LeetCode 202: Happy Number

Problem Restatement

We are given a positive integer n.

We repeatedly replace n with the sum of the squares of its digits.

If this process eventually reaches 1, then n is a happy number.

If the process enters a cycle that never reaches 1, then n is not a happy number.

Return True if n is happy. Otherwise, return False.

The official problem defines the process this way: start with any positive integer, replace it by the sum of the squares of its digits, and repeat until it reaches 1 or loops forever in a cycle without 1. Return whether the number is happy.

Input and Output

Example function shape:

def isHappy(n: int) -> bool:
    ...

Examples

Example 1:

n = 19

Apply the process:

1^2 + 9^2 = 82
8^2 + 2^2 = 68
6^2 + 8^2 = 100
1^2 + 0^2 + 0^2 = 1

The process reaches 1, so the answer is:

True

Example 2:

n = 2

Apply the process:

2^2 = 4
4^2 = 16
1^2 + 6^2 = 37
3^2 + 7^2 = 58
5^2 + 8^2 = 89
8^2 + 9^2 = 145
1^2 + 4^2 + 5^2 = 42
4^2 + 2^2 = 20
2^2 + 0^2 = 4

Now 4 appears again.

Once a number repeats, the same sequence will repeat forever. Since 1 was not reached, the answer is:

False

First Thought: Simulate the Process

The problem directly describes a process, so the first idea is to simulate it.

For each current number:

1. Split it into digits.
2. Square each digit.
3. Add the squares.
4. Replace the current number with that sum.

The missing detail is when to stop.

If the number becomes 1, we return True.

If a number appears twice, we are in a cycle, so we return False.

Key Insight

This problem is cycle detection.

The sequence either reaches 1 or eventually repeats a previous value.

A repeated value proves that the process has entered a loop, because the next value depends only on the current value.

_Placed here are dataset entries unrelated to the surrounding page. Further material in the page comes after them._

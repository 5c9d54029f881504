//! Collection persistence
//!
//! Serializes the in-memory collection to indented JSON. URL fields are
//! always written in their flattened string form, so a collection loaded
//! with object-shaped URLs is saved without them.

use std::fs;
use std::path::Path;

use anyhow::Result;

use crate::models::Collection;

/// Write the collection as indented JSON, overwriting any existing file.
///
/// Plain write: a crash mid-write leaves a partial file behind.
pub fn save_collection(collection: &Collection, path: impl AsRef<Path>) -> Result<()> {
    let path = path.as_ref();
    let json = serde_json::to_string_pretty(collection)?;
    fs::write(path, json)?;
    tracing::info!(path = %path.display(), "Collection saved");
    Ok(())
}
//! Application settings loaded once at startup
//!
//! The settings file is mandatory: without it the tool has no collection
//! URL to fetch, so a missing file aborts before any network activity.

use std::fs;
use std::path::{Path, PathBuf};

use anyhow::{Context, Result};
use serde::Deserialize;

use crate::constants::{CONFIG_DIR_NAME, CONFIG_FILE_NAME};

/// Root of the settings document.
#[derive(Clone, Debug, Deserialize)]
pub struct Settings {
    #[serde(alias = "Application")]
    pub application: ApplicationSettings,
}

/// Application-level settings. Keys are accepted in camelCase or
/// PascalCase; `defaultCollectionUrl` is mandatory.
#[derive(Clone, Debug, Deserialize)]
#[serde(rename_all = "camelCase")]
pub struct ApplicationSettings {
    /// Display name shown in the startup banner.
    #[serde(default, alias = "Name")]
    pub name: String,
    /// Log file target; defaults to `runman.log` in the working directory.
    #[serde(default, alias = "LogFilePath")]
    pub log_file_path: Option<String>,
    /// URL the collection document is downloaded from at startup.
    #[serde(alias = "DefaultCollectionUrl")]
    pub default_collection_url: String,
}

impl Settings {
    /// Load settings from `./runman.json`, falling back to
    /// `~/.runman/runman.json`. Absence of both is fatal.
    pub fn load() -> Result<Self> {
        let path = find_config_file()
            .with_context(|| format!("configuration file not found: {CONFIG_FILE_NAME}"))?;
        Self::load_from(&path)
    }

    /// Load settings from an explicit path.
    pub fn load_from(path: &Path) -> Result<Self> {
        let content = fs::read_to_string(path)
            .with_context(|| format!("failed to read settings file {}", path.display()))?;
        let settings: Settings = serde_json::from_str(&content)
            .with_context(|| format!("failed to parse settings file {}", path.display()))?;
        Ok(settings)
    }
}

fn find_config_file() -> Option<PathBuf> {
    let local = PathBuf::from(CONFIG_FILE_NAME);
    if local.exists() {
        return Some(local);
    }

    let home = dirs::home_dir()?
        .join(CONFIG_DIR_NAME)
        .join(CONFIG_FILE_NAME);
    home.exists().then_some(home)
}

#[cfg(test)]
mod tests {
    use super::*;

    #[test]
    fn parses_camel_case_settings() {
        let json = r#"{
            "application": {
                "name": "Runman",
                "logFilePath": "logs/runman.log",
                "defaultCollectionUrl": "https://example.com/collection.json"
            }
        }"#;

        let settings: Settings = serde_json::from_str(json).unwrap();
        assert_eq!(settings.application.name, "Runman");
        assert_eq!(
            settings.application.log_file_path.as_deref(),
            Some("logs/runman.log")
        );
        assert_eq!(
            settings.application.default_collection_url,
            "https://example.com/collection.json"
        );
    }

    #[test]
    fn parses_pascal_case_settings() {
        let json = r#"{
            "Application": {
                "Name": "Runman",
                "LogFilePath": "runman.log",
                "DefaultCollectionUrl": "https://example.com/collection.json"
            }
        }"#;

        let settings: Settings = serde_json::from_str(json).unwrap();
        assert_eq!(settings.application.name, "Runman");
        assert_eq!(
            settings.application.default_collection_url,
            "https://example.com/collection.json"
        );
    }

    #[test]
    fn collection_url_is_mandatory() {
        let json = r#"{"application": {"name": "Runman"}}"#;
        assert!(serde_json::from_str::<Settings>(json).is_err());
    }

    #[test]
    fn log_file_path_is_optional() {
        let json = r#"{
            "application": {"defaultCollectionUrl": "https://example.com/c.json"}
        }"#;

        let settings: Settings = serde_json::from_str(json).unwrap();
        assert!(settings.application.log_file_path.is_none());
        assert!(settings.application.name.is_empty());
    }

    #[test]
    fn missing_settings_file_is_an_error() {
        let missing = Path::new("/definitely/not/here/runman.json");
        assert!(Settings::load_from(missing).is_err());
    }
}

So we keep a set of numbers we have already seen.

If we see the same number again before reaching 1, the number is not happy.

Helper Function

We need a function that computes the next value.

For example, for n = 82:

8^2 + 2^2 = 64 + 4 = 68

Implementation:

def next_number(n: int) -> int:
    total = 0

    while n > 0:
        digit = n % 10
        total += digit * digit
        n //= 10

    return total

The line:

digit = n % 10

gets the last digit.

The line:

n //= 10

removes the last digit.

Algorithm

Use a set called seen.

While n is not 1:

1. If n is already in seen, return False.
2. Add n to seen.
3. Replace n with the sum of the squares of its digits.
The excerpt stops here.